Provavelmente doeu de verdade.
A garotinha se aninhou nele, com uma mão na testa e a outra agarrada ao seu braço, seus olhos límpidos estavam avermelhados, com uma expressão de mágoa que partia o coração.
Os olhos do homem escureceram, ele respirou fundo e, depois de recuperar a compostura, sentou-se.
Sua mão grande e forte passou por baixo do braço da garota e a puxou com um pouco de força.
A garota, como um gatinho, caiu em seus braços.
Por um instante, seus olhares se encontraram.

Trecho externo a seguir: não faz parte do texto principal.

//! Wall-clock source used to stamp and age cache entries.
use std::fmt::Debug;
use std::sync::Arc;
use std::time::Duration;

use chrono::DateTime;
use chrono::TimeDelta;
use chrono::Utc;
use parking_lot::Mutex;

pub trait Clock: Debug + Send + Sync + 'static {
    fn now(&self) -> DateTime<Utc>;
}

#[derive(Debug, Clone, Copy, Default)]
pub struct SystemClock;

impl Clock for SystemClock {
    fn now(&self) -> DateTime<Utc> {
        Utc::now()
    }
}

/// A clock that only moves when told to. Clones share the same time.
#[derive(Debug, Clone)]
pub struct ManualClock {
    now: Arc<Mutex<DateTime<Utc>>>,
}

impl ManualClock {
    pub fn new(start: DateTime<Utc>) -> Self {
        Self {
            now: Arc::new(Mutex::new(start)),
        }
    }

    pub fn advance(&self, by: Duration) {
        let mut now = self.now.lock();
        *now += TimeDelta::from_std(by).unwrap_or(TimeDelta::MAX);
    }

    pub fn set(&self, to: DateTime<Utc>) {
        *self.now.lock() = to;
    }
}

impl Default for ManualClock {
    // 2024-01-01 00:00:00 UTC
    fn default() -> Self {
        Self::new(DateTime::from_timestamp(1_704_067_200, 0).unwrap_or_default())
    }
}

impl Clock for ManualClock {
    fn now(&self) -> DateTime<Utc> {
        *self.now.lock()
    }
}

/// The oldest `cached_at` an entry may carry to still be fresh at `now`.
pub fn freshness_threshold(now: DateTime<Utc>, max_age: Duration) -> DateTime<Utc> {
    TimeDelta::from_std(max_age)
        .ok()
        .and_then(|age| now.checked_sub_signed(age))
        .unwrap_or(DateTime::<Utc>::MIN_UTC)
}
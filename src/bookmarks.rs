//! Per-user coin bookmarks.
use sea_orm::prelude::*;
use sea_orm::sea_query::OnConflict;
use sea_orm::ActiveValue::Set;
use sea_orm::DatabaseConnection;
use sea_orm::QueryOrder;
use tracing::debug;
use tracing::instrument;

use crate::auth::Identity;
use crate::db::entity::bookmark;
use crate::error::ServiceError;
use crate::error::StorageError;

#[derive(Clone, Debug)]
pub struct Bookmarks {
    connection: DatabaseConnection,
}

impl Bookmarks {
    pub fn new(connection: DatabaseConnection) -> Self {
        Self { connection }
    }

    /// Bookmarked coin ids of `identity`, in id order.
    pub async fn list(&self, identity: &Identity) -> Result<Vec<String>, ServiceError> {
        Ok(bookmark::Entity::find()
            .filter(bookmark::Column::UserId.eq(identity.id))
            .order_by_asc(bookmark::Column::CoinId)
            .all(&self.connection)
            .await
            .map_err(StorageError::from)?
            .into_iter()
            .map(|row| row.coin_id)
            .collect())
    }

    /// Adding an existing bookmark is a no-op.
    #[instrument(level = "debug", skip(self, identity), fields(user = identity.id))]
    pub async fn add(&self, identity: &Identity, coin_id: &str) -> Result<(), ServiceError> {
        if coin_id.trim().is_empty() {
            return Err(ServiceError::bad_request("coinId is required"));
        }

        let row = bookmark::ActiveModel {
            user_id: Set(identity.id),
            coin_id: Set(coin_id.to_string()),
        };
        let inserted = bookmark::Entity::insert(row)
            .on_conflict(
                OnConflict::columns([bookmark::Column::UserId, bookmark::Column::CoinId])
                    .do_nothing()
                    .to_owned(),
            )
            .exec_without_returning(&self.connection)
            .await
            .map_err(StorageError::from)?;

        if inserted == 0 {
            debug!("already bookmarked");
        }
        Ok(())
    }

    #[instrument(level = "debug", skip(self, identity), fields(user = identity.id))]
    pub async fn remove(&self, identity: &Identity, coin_id: &str) -> Result<(), ServiceError> {
        let deleted = bookmark::Entity::delete_many()
            .filter(bookmark::Column::UserId.eq(identity.id))
            .filter(bookmark::Column::CoinId.eq(coin_id))
            .exec(&self.connection)
            .await
            .map_err(StorageError::from)?;

        if deleted.rows_affected == 0 {
            return Err(ServiceError::not_found("Bookmark not found."));
        }
        Ok(())
    }
}

#[cfg(all(test, feature = "sqlite"))]
mod tests {
    use super::*;
    use crate::db;
    use crate::db::driver::sqlite::Sqlite;
    use crate::db::driver::DatabaseDriver;

    async fn bookmarks(dir: &tempfile::TempDir) -> Bookmarks {
        let driver = Sqlite::connect(dir.path(), "bookmarks.db").await.unwrap();
        db::prepare(&driver).await.unwrap();
        Bookmarks::new(driver.connection())
    }

    fn user(id: i32) -> Identity {
        Identity {
            id,
            username: format!("user{id}"),
        }
    }

    #[tokio::test]
    async fn add_is_idempotent_and_scoped_per_user() {
        let dir = tempfile::tempdir().unwrap();
        let bookmarks = bookmarks(&dir).await;

        bookmarks.add(&user(1), "solana").await.unwrap();
        bookmarks.add(&user(1), "bitcoin").await.unwrap();
        bookmarks.add(&user(1), "bitcoin").await.unwrap();
        bookmarks.add(&user(2), "ethereum").await.unwrap();

        assert_eq!(bookmarks.list(&user(1)).await.unwrap(), vec!["bitcoin", "solana"]);
        assert_eq!(bookmarks.list(&user(2)).await.unwrap(), vec!["ethereum"]);
    }

    #[tokio::test]
    async fn empty_coin_id_is_rejected() {
        let dir = tempfile::tempdir().unwrap();
        let bookmarks = bookmarks(&dir).await;

        let err = bookmarks.add(&user(1), "").await.unwrap_err();
        assert_eq!(err.status(), 400);
    }

    #[tokio::test]
    async fn removing_missing_bookmark_is_not_found() {
        let dir = tempfile::tempdir().unwrap();
        let bookmarks = bookmarks(&dir).await;

        bookmarks.add(&user(1), "bitcoin").await.unwrap();
        bookmarks.remove(&user(1), "bitcoin").await.unwrap();

        let err = bookmarks.remove(&user(1), "bitcoin").await.unwrap_err();
        assert_eq!(err.status(), 404);
        assert_eq!(err.user_message(), "Bookmark not found.");
    }
}
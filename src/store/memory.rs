use std::collections::HashMap;
use std::sync::Arc;
use std::time::Duration;

use async_trait::async_trait;
use parking_lot::RwLock;
use serde_json::Value;

use super::CacheEntry;
use super::CacheStore;
use crate::clock::freshness_threshold;
use crate::clock::Clock;
use crate::clock::SystemClock;
use crate::error::StorageError;
use crate::key::CacheKey;

/// Process-local store. Useful for tests and for running without a database; entries do not
/// survive a restart.
#[derive(Debug)]
pub struct MemoryStore {
    clock:   Arc<dyn Clock>,
    entries: RwLock<HashMap<String, CacheEntry>>,
}

impl MemoryStore {
    pub fn new() -> Self {
        Self::with_clock(Arc::new(SystemClock))
    }

    pub fn with_clock(clock: Arc<dyn Clock>) -> Self {
        Self {
            clock,
            entries: RwLock::new(HashMap::new()),
        }
    }

    pub fn len(&self) -> usize {
        self.entries.read().len()
    }

    pub fn is_empty(&self) -> bool {
        self.entries.read().is_empty()
    }
}

impl Default for MemoryStore {
    fn default() -> Self {
        Self::new()
    }
}

#[async_trait]
impl CacheStore for MemoryStore {
    async fn read_fresh(&self, key: &CacheKey, max_age: Duration) -> Result<Option<Value>, StorageError> {
        let threshold = freshness_threshold(self.clock.now(), max_age);
        Ok(self
            .entries
            .read()
            .get(key.as_str())
            .filter(|entry| entry.cached_at > threshold)
            .map(|entry| entry.payload.clone()))
    }

    async fn upsert(&self, key: &CacheKey, payload: &Value) -> Result<(), StorageError> {
        let entry = CacheEntry {
            key:       key.to_string(),
            payload:   payload.clone(),
            cached_at: self.clock.now(),
        };
        self.entries.write().insert(entry.key.clone(), entry);
        Ok(())
    }

    async fn read_entry(&self, key: &CacheKey) -> Result<Option<CacheEntry>, StorageError> {
        Ok(self.entries.read().get(key.as_str()).cloned())
    }
}
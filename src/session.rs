//! Bookmark state of one signed-in user.
use std::collections::BTreeSet;

use crate::auth::Identity;
use crate::bookmarks::Bookmarks;
use crate::error::ServiceError;

/// Loaded once per sign-in and handed to whatever renders the user's view. The local set only
/// changes after the backing store confirmed the change.
#[derive(Clone, Debug)]
pub struct UserSession {
    identity:   Identity,
    bookmarked: BTreeSet<String>,
}

impl UserSession {
    pub async fn load(bookmarks: &Bookmarks, identity: Identity) -> Result<Self, ServiceError> {
        let bookmarked = bookmarks.list(&identity).await?.into_iter().collect();
        Ok(Self { identity, bookmarked })
    }

    pub fn identity(&self) -> &Identity {
        &self.identity
    }

    pub fn bookmarked(&self) -> impl Iterator<Item = &str> {
        self.bookmarked.iter().map(String::as_str)
    }

    pub fn is_bookmarked(&self, coin_id: &str) -> bool {
        self.bookmarked.contains(coin_id)
    }

    /// Add or remove `coin_id`. Returns whether it is bookmarked afterwards.
    pub async fn toggle(&mut self, bookmarks: &Bookmarks, coin_id: &str) -> Result<bool, ServiceError> {
        if self.is_bookmarked(coin_id) {
            bookmarks.remove(&self.identity, coin_id).await?;
            self.bookmarked.remove(coin_id);
            Ok(false)
        }
        else {
            bookmarks.add(&self.identity, coin_id).await?;
            self.bookmarked.insert(coin_id.to_string());
            Ok(true)
        }
    }
}
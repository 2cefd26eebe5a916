use sea_orm_migration::prelude::*;

pub struct Migration;

impl MigrationName for Migration {
    fn name(&self) -> &str {
        "api_cache_migration"
    }
}

#[async_trait::async_trait]
impl MigrationTrait for Migration {
    async fn up(&self, manager: &SchemaManager) -> Result<(), DbErr> {
        manager
            .create_table(
                Table::create()
                    .table(ApiCache::Table)
                    .if_not_exists()
                    .col(ColumnDef::new(ApiCache::CacheKey).string().not_null().primary_key())
                    .col(ColumnDef::new(ApiCache::Data).json().not_null())
                    .col(ColumnDef::new(ApiCache::CachedAt).timestamp_with_time_zone().not_null())
                    .to_owned(),
            )
            .await?;

        Ok(())
    }

    async fn down(&self, manager: &SchemaManager) -> Result<(), DbErr> {
        manager
            .drop_table(Table::drop().table(ApiCache::Table).to_owned())
            .await
    }
}

#[derive(Iden)]
pub enum ApiCache {
    Table,
    CacheKey,
    Data,
    CachedAt,
}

O tempo pareceu parar, a atmosfera tornou-se embaraçosa.
Fabiano Matos manteve-a em seus braços, as sobrancelhas franzidas, seus olhos negros e gentis fixos no rosto delicado da garota, com um traço de pânico.
A dor de agora a fez voltar ao normal?
Caso contrário, por que ela o encararia assim?
No momento em que Fabiano Matos já estava pensando em como explicar a situação, a garota de repente fechou os olhos, inclinou o corpo ligeiramente e enterrou o rosto em seu peito.
Em menos de cinco segundos, uma respiração quente e suave soou perto de seu ouvido.
Ela havia adormecido.
Fabiano Matos baixou o olhar para a garotinha de olhos fechados, sorriu impotente, levantou-a, mudou-a de posição e a colocou com extremo cuidado no travesseiro.
Em seguida, tirou a mão dela de seu pescoço e a colocou cuidadosamente sob o cobertor.
Com a mão subitamente vazia, Rafaela Ribas ficou extremamente inquieta, procurando a mão de Fabiano Matos por toda parte, tão nervosa que um suor fino começou a brotar em sua testa.
Fabiano Matos franziu a testa e imediatamente lhe ofereceu a mão.
Vendo a garota agarrar sua mão como se fosse uma tábua de salvação, Fabiano Matos se lembrou de algo, e seu olhar tornou-se profundo e indecifrável.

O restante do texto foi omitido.